Mueller's Mandate
The FBI chief has a little job to do--overhaul the agency from top to bottom
It all sounds good--on paper. But despite the change in the role of FBI headquarters, and after all the new computers are plugged in, Mueller's biggest challenge will be to sell the "prevention first" philosophy to a workforce that may simply be unwilling to buy into it. Busting criminals is still the FBI's bread and butter, and busting criminals is still what the FBI is doing most. Mueller has shifted 500 agents from drug squads to counterterrorism work, and he has tripled the number of agents devoted to terrorism. But that still means only a fifth of the 11,500-agent workforce is devoted to counterterrorism. Terrorism prosecutions are up, but they constitute just a fraction of the bureau's total workload, according to a U.S. News analysis of statistics compiled by the Transactional Records Access Clearinghouse, a Syracuse University research group (chart, Page 22). And the FBI's conviction rate for terrorism cases is lagging behind that of other crimes. One reason could be that while Mueller has made terrorism a priority, Congress has not reduced the number of laws the FBI must enforce; terror cases are also complex. Changing any institution takes time, and the FBI has been resistant to change. Many agents signed up because they love the thrill of chasing bank robbers and drug dealers. "You're saying, `Eighty percent of all the stuff you were doing for the last 15 years is not important anymore'?" asks one agent. "Huh?"
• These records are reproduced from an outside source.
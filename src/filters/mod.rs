//! Smoothing filters for the per-frame motion vector.
//!
//! The vision pipeline reports a noisy displacement for every frame. These
//! filters remove jitter before acceleration is applied, trading a little
//! latency for a steadier pointer.

/// Kalman filter with a constant velocity model
pub mod kalman;

/// First-order low-pass filter
pub mod low_pass;

use crate::Result;

/// Trait for all motion filters
pub trait MotionFilter: Send + Sync {
    /// Apply filter to a motion vector
    fn apply(&mut self, dx: f32, dy: f32) -> (f32, f32);

    /// Reset filter state
    fn reset(&mut self);

    /// Get filter name
    fn name(&self) -> &str;
}

/// No-op filter that passes through values unchanged
pub struct NoFilter;

impl MotionFilter for NoFilter {
    fn apply(&mut self, dx: f32, dy: f32) -> (f32, f32) {
        (dx, dy)
    }

    fn reset(&mut self) {}

    fn name(&self) -> &str {
        "NoFilter"
    }
}

/// Create a motion filter by type name.
///
/// `smoothing_weight` is the share of the previous output kept by the
/// low-pass filter, in `[0, 1)`.
pub fn create_filter(filter_type: &str, smoothing_weight: f32) -> Result<Box<dyn MotionFilter>> {
    match filter_type.to_lowercase().as_str() {
        "none" | "nofilter" => Ok(Box::new(NoFilter)),
        "lowpass" | "low_pass" => Ok(Box::new(low_pass::LowPassFilter::from_smoothing_weight(
            smoothing_weight,
        )?)),
        "kalman" => Ok(Box::new(kalman::KalmanFilter::new())),
        _ => Err(crate::Error::InvalidInput(format!("Unknown filter type: {filter_type}"))),
    }
}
Risk city. Change may come slowly for other reasons. Some FBI supervisors believe it would be a mistake for special agents to stop investigating bank robberies, white-collar crimes, and drug syndicates because they develop sources working those kinds of cases. U.S. attorneys also control powerful fiefdoms around the country and can exert a strong influence on what kinds of cases FBI agents in their jurisdictions pursue. In January, Thomas DiBiagio, the U.S. attorney in Baltimore, excoriated the FBI field office there for having become "a marginal presence at best." In a letter, DiBiagio complained to the special agent in charge of the Baltimore field office, Gary Bald, that the bureau's focus on terrorism had distracted agents from DiBiagio's top priorities--violent crime, white-collar fraud, and public corruption. "The FBI has become distracted," DiBiagio wrote, "and almost useless." Bald says terrorism "is the FBI's No. 1 priority, and if it causes us to be providing fewer criminal cases for prosecution, it's an undesirable byproduct, but it's got to be tolerated." Sources say Mueller and DiBiagio exchanged sharp words. DiBiagio got the message. "There was a failure on my part to adjust to the change quickly enough," he now says. ". . . I wish I would have figured it out sooner."
It's not just philosophical, cultural, or bureaucratic obstacles that could stymie Mueller's changes. There's also the reality that proactive operations to penetrate terror cells are riskier than straight criminal investigations. "When you are proactive, it's a double-edged sword," says Tom Corrigan, a retired New York detective who spent 16 years on the FBI-NYPD joint terrorism task force. "If you get your feet dirty, it can come back to kick you in the ass." In the early 1990s, FBI officials shut down surveillance operations on radical Islamic fundamentalists in Brooklyn and Jersey City, N.J., who would turn out to be players in the 1993 bombing of the World Trade Center and other planned attacks. Why? Supervisors feared costs and liabilities. Recently, the FBI has taken flak for interviews of Iraqi exiles here and research on mosques. These efforts "don't keep us safer, but destroy fundamental freedoms," says the American Civil Liberties Union's Dalia Hashad. Some FBI officials are nonplussed. "The bureau was beaten following 9/11 for not knowing," says an FBI official. "And now [we're] beaten for trying to find out." Still, some agents find the prevention concept legally suspect. "How do you grab someone who hasn't done anything," asks former agent Ed Stroz, "but you knew he was about to do something?"